A cold morning is never pleasant to wake up to. It creeps into one's bones and makes them want to pull further under their covers, remaining in the comfort of the bed. However, often, this is not a choice. Often one had to get up despite the cold, shivering in the morning's icy hold. The man woke up to such a morning, pulling himself roughly off the bed. His left leg brushed his right and felt the cold chill of metal. He ran a hand through his short hair and looked down at the prosthetic. The metal limb glared back at him, reflecting the watery sunlight that entered through a dirty window. There were worse fake limbs, wooden ones, that left splinters, and ones that did not bend, but his was not the best. It chilled the stump above his knee, and it was stiff and hard to move. He had to grab it with both hands and force the joint to bend.

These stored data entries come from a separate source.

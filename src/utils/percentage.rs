use std::{fmt::Display, ops::Deref, str::FromStr};

use anyhow::anyhow;
use chrono::Duration;

#[derive(Debug, Clone, Copy, PartialEq, PartialOrd)]
pub struct Percentage(f64);

impl Display for Percentage {
    fn fmt(&self, f: &mut std::fmt::Formatter<'_>) -> std::fmt::Result {
        write!(f, "{}%", self.0)
    }
}

impl Percentage {
    pub const ZERO: Percentage = Percentage(0.);

    pub fn new_opt(value: f64) -> Option<Percentage> {
        if value < 0. || value.is_nan() {
            None
        } else {
            Some(Percentage(value))
        }
    }
}

impl FromStr for Percentage {
    type Err = anyhow::Error;

    fn from_str(s: &str) -> Result<Self, Self::Err> {
        let s = s.trim_end_matches('%');
        let v = s.parse::<f64>()?;
        Percentage::new_opt(v).ok_or_else(|| anyhow!("Can't parse {s} into percentage"))
    }
}

impl Deref for Percentage {
    type Target = f64;

    fn deref(&self) -> &Self::Target {
        &self.0
    }
}

/// Share of `whole` taken by `value`. An empty whole has no shares.
pub fn duration_percentage(value: Duration, whole: Duration) -> Percentage {
    if whole <= Duration::zero() {
        return Percentage::ZERO;
    }
    Percentage::new_opt(value.num_milliseconds() as f64 / whole.num_milliseconds() as f64 * 100.)
        .unwrap_or(Percentage::ZERO)
}

#[cfg(test)]
mod tests {
    use chrono::Duration;

    use super::{duration_percentage, Percentage};

    #[test]
    fn parses_with_and_without_sign() -> anyhow::Result<()> {
        assert_eq!("5%".parse::<Percentage>()?, Percentage::new_opt(5.).unwrap());
        assert_eq!("12.5".parse::<Percentage>()?, Percentage::new_opt(12.5).unwrap());
        assert!("-1".parse::<Percentage>().is_err());
        Ok(())
    }

    #[test]
    fn share_of_duration() {
        let share = duration_percentage(Duration::minutes(15), Duration::hours(1));
        assert_eq!(*share, 25.);
        assert_eq!(duration_percentage(Duration::minutes(15), Duration::zero()), Percentage::ZERO);
    }
}
//! Timers for both kinds of tracked work. [engine::TimerEngine] holds the state machine and is
//! specialized through [tracking::Tracking]:
//!  - [billable::Billable] tracks time entries against projects.
//!  - [focus::Focus] tracks focus sessions.

pub mod billable;
pub mod engine;
pub mod focus;
pub mod state;
pub mod ticker;
pub mod tracking;
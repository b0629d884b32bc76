use chrono::{DateTime, Duration, NaiveTime, TimeZone};

/// Formats elapsed time the way timers display it: `H:MM:SS`, or `M:SS` when there are no hours.
/// Negative values are shown as zero.
pub fn format_elapsed(elapsed: Duration) -> String {
    let total = elapsed.num_seconds().max(0);
    let hours = total / 3600;
    let minutes = total / 60 % 60;
    let seconds = total % 60;

    if hours > 0 {
        format!("{hours}:{minutes:02}:{seconds:02}")
    } else {
        format!("{minutes}:{seconds:02}")
    }
}

/// Short form used in summaries, e.g. `2h 05m` or `45m`.
pub fn format_short(duration: Duration) -> String {
    let hours = duration.num_hours();
    let minutes = duration.num_minutes() % 60;
    if hours > 0 {
        format!("{hours}h {minutes:02}m")
    } else {
        format!("{minutes}m")
    }
}

/// Duration expressed in fractional hours, used for billing.
pub fn as_hours(duration: Duration) -> f64 {
    duration.num_milliseconds() as f64 / 3_600_000.
}

/// Returns start of the next day. When midnight doesn't exist in `Tz` the same time next day is
/// returned.
pub fn next_day_start<Tz: TimeZone>(date: DateTime<Tz>) -> DateTime<Tz> {
    let next = date + Duration::days(1);
    next.with_time(NaiveTime::MIN).earliest().unwrap_or(next)
}

#[cfg(test)]
mod tests {
    use chrono::{Duration, TimeZone, Utc};

    use super::{as_hours, format_elapsed, format_short, next_day_start};

    #[test]
    fn omits_hours_when_zero() {
        assert_eq!(format_elapsed(Duration::seconds(240)), "4:00");
        assert_eq!(format_elapsed(Duration::seconds(59)), "0:59");
        assert_eq!(format_elapsed(Duration::seconds(3599)), "59:59");
    }

    #[test]
    fn includes_hours() {
        assert_eq!(format_elapsed(Duration::seconds(3600)), "1:00:00");
        assert_eq!(format_elapsed(Duration::seconds(3 * 3600 + 62)), "3:01:02");
    }

    #[test]
    fn negative_is_zero() {
        assert_eq!(format_elapsed(Duration::seconds(-30)), "0:00");
    }

    #[test]
    fn short_format() {
        assert_eq!(format_short(Duration::minutes(125)), "2h 05m");
        assert_eq!(format_short(Duration::minutes(45)), "45m");
    }

    #[test]
    fn hours_fraction() {
        assert!((as_hours(Duration::minutes(90)) - 1.5).abs() < f64::EPSILON);
    }

    #[test]
    fn next_day_starts_at_midnight() {
        let evening = Utc.with_ymd_and_hms(2025, 11, 6, 21, 30, 0).unwrap();
        assert_eq!(
            next_day_start(evening),
            Utc.with_ymd_and_hms(2025, 11, 7, 0, 0, 0).unwrap()
        );
    }
}
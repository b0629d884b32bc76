use std::{fmt::Debug, future::Future};

use anyhow::Result;
use chrono::{DateTime, Duration, Utc};

use crate::storage::{
    entities::RecordId,
    record_storage::{Record, RecordStore},
    scratch::TargetKey,
};

/// A kind of tracked work. Knows what is being tracked (the target), which record it produces
/// and how both are found again from a [TargetKey] after a restart.
pub trait Tracking {
    type Target: Clone + Debug + Send + Sync;
    type Record: Record<Id = RecordId> + Debug;

    /// Key of the scratch snapshot for this kind. Different kinds never share a key.
    const SCRATCH_KEY: &'static str;

    fn target_key(&self, target: &Self::Target) -> TargetKey;

    /// Human readable name of the target, used for status output and logs.
    fn target_label(&self, target: &Self::Target) -> String;

    /// `Ok(None)` means the target no longer exists.
    fn resolve_target<S: RecordStore>(
        &self,
        store: &S,
        key: &TargetKey,
    ) -> impl Future<Output = Result<Option<Self::Target>>>;

    /// Builds a record that is not persisted yet.
    fn create_record(
        &self,
        target: &Self::Target,
        id: RecordId,
        started_at: DateTime<Utc>,
        notes: &str,
    ) -> Self::Record;

    fn set_notes(&self, record: &mut Self::Record, notes: &str);

    /// Closes the record. `paused` is the total time the timer spent paused.
    fn finalize(
        &self,
        record: &mut Self::Record,
        ended_at: DateTime<Utc>,
        paused: Duration,
        interruptions: u32,
    );

    fn is_open(&self, record: &Self::Record) -> bool;

    fn planned_duration(&self, _record: &Self::Record) -> Option<Duration> {
        None
    }

    /// Called before the record of a fresh start is created.
    fn on_start<S: RecordStore>(
        &self,
        _store: &S,
        _target: &mut Self::Target,
        _now: DateTime<Utc>,
    ) -> impl Future<Output = Result<()>> {
        async { Ok(()) }
    }
}
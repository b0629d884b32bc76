use std::{env, io, path::PathBuf};

use anyhow::{anyhow, Result};

const APPLICATION_DIR: &str = "chirp";

/// Resolves the directory holding records, scratch state, config and logs. Created if missing.
pub fn create_application_default_path() -> Result<PathBuf> {
    let mut path = platform_data_dir()?;
    path.push(APPLICATION_DIR);
    ensure_dir(path)
}

pub fn ensure_dir(path: PathBuf) -> Result<PathBuf> {
    match std::fs::create_dir_all(&path) {
        Ok(_) => Ok(path),
        Err(v) if v.kind() == io::ErrorKind::AlreadyExists => Ok(path),
        Err(v) => Err(v.into()),
    }
}

fn platform_data_dir() -> Result<PathBuf> {
    cfg_if::cfg_if! {
        if #[cfg(windows)] {
            env::var("APPDATA")
                .map(PathBuf::from)
                .map_err(|_| anyhow!("APPDATA should be present on Windows"))
        } else if #[cfg(target_os = "macos")] {
            env::var("HOME")
                .map(|home| PathBuf::from(home).join("Library/Application Support"))
                .map_err(|_| anyhow!("Couldn't find HOME"))
        } else {
            env::var("XDG_STATE_HOME")
                .map(PathBuf::from)
                .or_else(|_| env::var("HOME").map(|home| PathBuf::from(home).join(".local/state")))
                .map_err(|_| anyhow!("Couldn't find neither XDG_STATE_HOME nor HOME"))
        }
    }
}
//! Stderr logger for the tracker crates.
//!
//! Lines look like `[  0.512s DEBUG charuco::resolver] message`: time since
//! installation, level, and the emitting module with the `board_tracker_`
//! prefix dropped. Records from other crates pass only at `Warn` and above.

use std::io::Write;
use std::sync::OnceLock;
use std::time::Instant;

use log::{Level, LevelFilter, Log, Metadata, Record};

#[cfg(feature = "tracing")]
use tracing_subscriber::fmt::format::FmtSpan;
#[cfg(feature = "tracing")]
use tracing_subscriber::util::SubscriberInitExt;
#[cfg(feature = "tracing")]
use tracing_subscriber::{fmt, EnvFilter};

const OWN_PREFIX: &str = "board_tracker";

struct StderrLogger {
    level: LevelFilter,
    started: Instant,
}

fn short_target(target: &str) -> &str {
    target
        .strip_prefix("board_tracker_")
        .or_else(|| target.strip_prefix("board_tracker::"))
        .unwrap_or(target)
}

impl Log for StderrLogger {
    fn enabled(&self, metadata: &Metadata) -> bool {
        if metadata.target().starts_with(OWN_PREFIX) {
            metadata.level() <= self.level
        } else {
            metadata.level() <= Level::Warn
        }
    }

    fn log(&self, record: &Record) {
        if !self.enabled(record.metadata()) {
            return;
        }
        let mut out = std::io::stderr().lock();
        let _ = writeln!(
            out,
            "[{:8.3}s {:>5} {}] {}",
            self.started.elapsed().as_secs_f64(),
            record.level(),
            short_target(record.target()),
            record.args()
        );
    }

    fn flush(&self) {
        let _ = std::io::stderr().flush();
    }
}

static LOGGER: OnceLock<StderrLogger> = OnceLock::new();

/// Install the stderr logger at `level`.
///
/// Only the first call installs anything; later calls return `Ok(())`.
pub fn init_with_level(level: LevelFilter) -> Result<(), log::SetLoggerError> {
    if LOGGER.get().is_some() {
        return Ok(());
    }
    let logger = LOGGER.get_or_init(|| StderrLogger {
        level,
        started: Instant::now(),
    });
    log::set_logger(logger)?;
    log::set_max_level(level.max(LevelFilter::Warn));
    Ok(())
}

/// Install a `tracing` subscriber honouring `RUST_LOG` (default `info`).
///
/// Spans close with their busy time, so each pipeline stage of a frame is
/// timed.
#[cfg(feature = "tracing")]
pub fn init_tracing(json: bool) {
    let filter = EnvFilter::try_from_default_env().unwrap_or_else(|_| EnvFilter::new("info"));
    let builder = fmt()
        .with_env_filter(filter)
        .with_span_events(FmtSpan::CLOSE);
    let _ = if json {
        builder.json().flatten_event(true).finish().try_init()
    } else {
        builder
            .with_timer(fmt::time::Uptime::default())
            .finish()
            .try_init()
    };
}

#[cfg(test)]
mod tests {
    use super::*;

    #[test]
    fn targets_lose_the_crate_prefix() {
        assert_eq!(short_target("board_tracker_charuco::resolver"), "charuco::resolver");
        assert_eq!(short_target("board_tracker::session"), "session");
        assert_eq!(short_target("image::codecs"), "image::codecs");
    }

    #[test]
    fn install_errors_propagate_as_boxed_errors() {
        fn install() -> Result<(), Box<dyn std::error::Error>> {
            init_with_level(LevelFilter::Info)?;
            init_with_level(LevelFilter::Debug)?;
            Ok(())
        }
        assert!(install().is_ok());
    }

    #[test]
    fn foreign_targets_are_limited_to_warnings() {
        let logger = StderrLogger {
            level: LevelFilter::Debug,
            started: Instant::now(),
        };
        let meta = |target, level| Metadata::builder().target(target).level(level).build();
        assert!(logger.enabled(&meta("board_tracker_pose::solver", Level::Debug)));
        assert!(!logger.enabled(&meta("board_tracker_pose::solver", Level::Trace)));
        assert!(!logger.enabled(&meta("png::decoder", Level::Info)));
        assert!(logger.enabled(&meta("png::decoder", Level::Warn)));
    }
}
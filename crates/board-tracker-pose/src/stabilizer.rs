//! Temporal filtering of solved poses.

use crate::{to_target_convention, PoseData, PoseEstimate};
use log::trace;
use nalgebra::Isometry3;

#[derive(thiserror::Error, Debug, Clone, PartialEq)]
pub enum StabilizerError {
    #[error("filter alpha must be within [0, 1], got {0}")]
    InvalidAlpha(f64),
}

/// Exponential-style pose filter with one frame of memory.
///
/// Each accepted estimate is converted to the target convention, blended
/// towards the previous local pose by `alpha` (`0` disables smoothing, `1`
/// freezes the first pose) and composed with the camera's world transform.
/// The first estimate after construction or [`reset`](Self::reset) passes
/// through unblended.
#[derive(Clone, Debug)]
pub struct PoseStabilizer {
    alpha: f64,
    previous: Option<PoseData>,
}

impl PoseStabilizer {
    pub fn new(alpha: f64) -> Result<Self, StabilizerError> {
        if !(0.0..=1.0).contains(&alpha) {
            return Err(StabilizerError::InvalidAlpha(alpha));
        }
        Ok(Self {
            alpha,
            previous: None,
        })
    }

    #[inline]
    pub fn alpha(&self) -> f64 {
        self.alpha
    }

    /// Blended local pose of the last accepted estimate.
    #[inline]
    pub fn previous(&self) -> Option<&PoseData> {
        self.previous.as_ref()
    }

    /// Forget the previous pose; the next estimate passes through unblended.
    pub fn reset(&mut self) {
        self.previous = None;
    }

    pub fn stabilize(&mut self, estimate: &PoseEstimate, camera_world: &Isometry3<f64>) -> PoseData {
        let raw = to_target_convention(estimate);
        let local = match &self.previous {
            Some(prev) => raw.interpolate(prev, self.alpha),
            None => raw,
        };
        trace!(
            "stabilized local position ({:.4}, {:.4}, {:.4})",
            local.position.x,
            local.position.y,
            local.position.z
        );
        self.previous = Some(local);
        local.in_frame(camera_world)
    }
}

#[cfg(test)]
mod tests {
    use super::*;
    use approx::assert_relative_eq;
    use nalgebra::Vector3;

    fn estimate(z: f64, yaw: f64) -> PoseEstimate {
        PoseEstimate {
            rvec: Vector3::new(0.0, yaw, 0.0),
            tvec: Vector3::new(0.0, 0.0, z),
            rms: 0.0,
        }
    }

    #[test]
    fn alpha_outside_unit_interval_is_rejected() {
        assert_eq!(
            PoseStabilizer::new(1.5).unwrap_err(),
            StabilizerError::InvalidAlpha(1.5)
        );
        assert!(PoseStabilizer::new(f64::NAN).is_err());
        assert!(PoseStabilizer::new(0.0).is_ok());
        assert!(PoseStabilizer::new(1.0).is_ok());
    }

    #[test]
    fn half_alpha_lands_midway() {
        let mut s = PoseStabilizer::new(0.5).expect("alpha");
        let world = Isometry3::identity();
        s.stabilize(&estimate(1.0, 0.0), &world);
        let out = s.stabilize(&estimate(2.0, 0.0), &world);
        assert_relative_eq!(out.position, Vector3::new(0.0, 0.0, 1.5));
    }

    #[test]
    fn first_pose_and_pose_after_reset_pass_through() {
        let mut s = PoseStabilizer::new(0.9).expect("alpha");
        let world = Isometry3::identity();
        let first = s.stabilize(&estimate(3.0, 0.2), &world);
        let raw = to_target_convention(&estimate(3.0, 0.2));
        assert_relative_eq!(first.position, raw.position, epsilon = 1e-12);
        assert!(first.rotation.angle_to(&raw.rotation) < 1e-9);

        s.reset();
        assert!(s.previous().is_none());
        let after = s.stabilize(&estimate(1.0, -0.1), &world);
        let raw = to_target_convention(&estimate(1.0, -0.1));
        assert_relative_eq!(after.position, raw.position, epsilon = 1e-12);
        assert!(after.rotation.angle_to(&raw.rotation) < 1e-9);
    }
}
//! Tracker configuration, fixed for the lifetime of a session.

use board_tracker_aruco::{ArucoDetectorParams, DictionaryId};
use board_tracker_charuco::{BoardError, CharucoBoard, CharucoBoardSpec, RefineParams, ResolverParams};
use board_tracker_pose::SolverParams;
use serde::{Deserialize, Serialize};
use std::{fs, path::Path};

#[derive(thiserror::Error, Debug)]
pub enum IoError {
    #[error(transparent)]
    Io(#[from] std::io::Error),
    #[error(transparent)]
    Json(#[from] serde_json::Error),
}

#[derive(thiserror::Error, Debug, Clone, PartialEq)]
pub enum ConfigError {
    #[error(transparent)]
    Board(#[from] BoardError),
    #[error("filter_alpha must be within [0, 1], got {0}")]
    InvalidAlpha(f64),
    #[error("downsample factor must be >= 1")]
    InvalidDownsample,
    #[error("charuco_min_markers must be >= 1")]
    InvalidMinMarkers,
}

/// Board, filter and pipeline settings.
///
/// Lengths share the unit poses are reported in. The optional parameter
/// blocks override the defaults of the respective pipeline stage.
#[derive(Clone, Debug, PartialEq, Serialize, Deserialize)]
#[serde(default)]
pub struct TrackerConfig {
    pub dictionary: DictionaryId,
    pub marker_length: f64,
    pub square_length: f64,
    pub squares_x: u32,
    pub squares_y: u32,
    /// Minimum decoded markers before board corners are resolved.
    pub charuco_min_markers: usize,
    /// Weight of the previous pose when blending (0 = no smoothing).
    pub filter_alpha: f64,
    /// Integer downsample factor applied to every frame.
    pub downsample: u32,
    pub detector: Option<ArucoDetectorParams>,
    pub refine: Option<RefineParams>,
    pub resolver: Option<ResolverParams>,
    pub solver: Option<SolverParams>,
}

impl Default for TrackerConfig {
    fn default() -> Self {
        Self {
            dictionary: DictionaryId::ArucoOriginal,
            marker_length: 0.03,
            square_length: 0.04,
            squares_x: 5,
            squares_y: 7,
            charuco_min_markers: 2,
            filter_alpha: 0.5,
            downsample: 1,
            detector: None,
            refine: None,
            resolver: None,
            solver: None,
        }
    }
}

impl TrackerConfig {
    /// Load a JSON config from disk.
    pub fn load_json(path: impl AsRef<Path>) -> Result<Self, IoError> {
        let raw = fs::read_to_string(path)?;
        Ok(serde_json::from_str(&raw)?)
    }

    /// Write this config to disk as pretty JSON.
    pub fn write_json(&self, path: impl AsRef<Path>) -> Result<(), IoError> {
        let json = serde_json::to_string_pretty(self)?;
        fs::write(path, json)?;
        Ok(())
    }

    pub fn board_spec(&self) -> CharucoBoardSpec {
        CharucoBoardSpec {
            squares_x: self.squares_x,
            squares_y: self.squares_y,
            square_length: self.square_length,
            marker_length: self.marker_length,
            dictionary: self.dictionary,
        }
    }

    /// Build a validated board from the config.
    pub fn build_board(&self) -> Result<CharucoBoard, ConfigError> {
        Ok(CharucoBoard::new(self.board_spec())?)
    }

    /// Check every setting, including the board layout.
    pub fn validate(&self) -> Result<(), ConfigError> {
        self.build_board()?;
        if !(0.0..=1.0).contains(&self.filter_alpha) {
            return Err(ConfigError::InvalidAlpha(self.filter_alpha));
        }
        if self.downsample == 0 {
            return Err(ConfigError::InvalidDownsample);
        }
        if self.charuco_min_markers == 0 {
            return Err(ConfigError::InvalidMinMarkers);
        }
        Ok(())
    }

    pub fn detector_params(&self) -> ArucoDetectorParams {
        self.detector.clone().unwrap_or_default()
    }

    pub fn refine_params(&self) -> RefineParams {
        self.refine.clone().unwrap_or_default()
    }

    /// Resolver parameters with `charuco_min_markers` applied.
    pub fn resolver_params(&self) -> ResolverParams {
        let mut params = self.resolver.clone().unwrap_or_default();
        params.min_markers = self.charuco_min_markers;
        params
    }

    pub fn solver_params(&self) -> SolverParams {
        self.solver.clone().unwrap_or_default()
    }
}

The painful screech of metal that assaulted his ears was familiar by this point. "Be quiet you old tin can," he muttered to the fake limb. A bottle of oil sat beside the bed and he applied it generously. Even with the leg he needed a cane, some days he felt like the contraption hindered him more than it helped. Leaning on his cane he made his way to the bathroom. The face in the mirror watched him sullenly, he was a young man, almost to his thirties, cut down at his prime. There was a metal on his dresser, mocking him. A hero they had called him. But he didn't feel like a hero.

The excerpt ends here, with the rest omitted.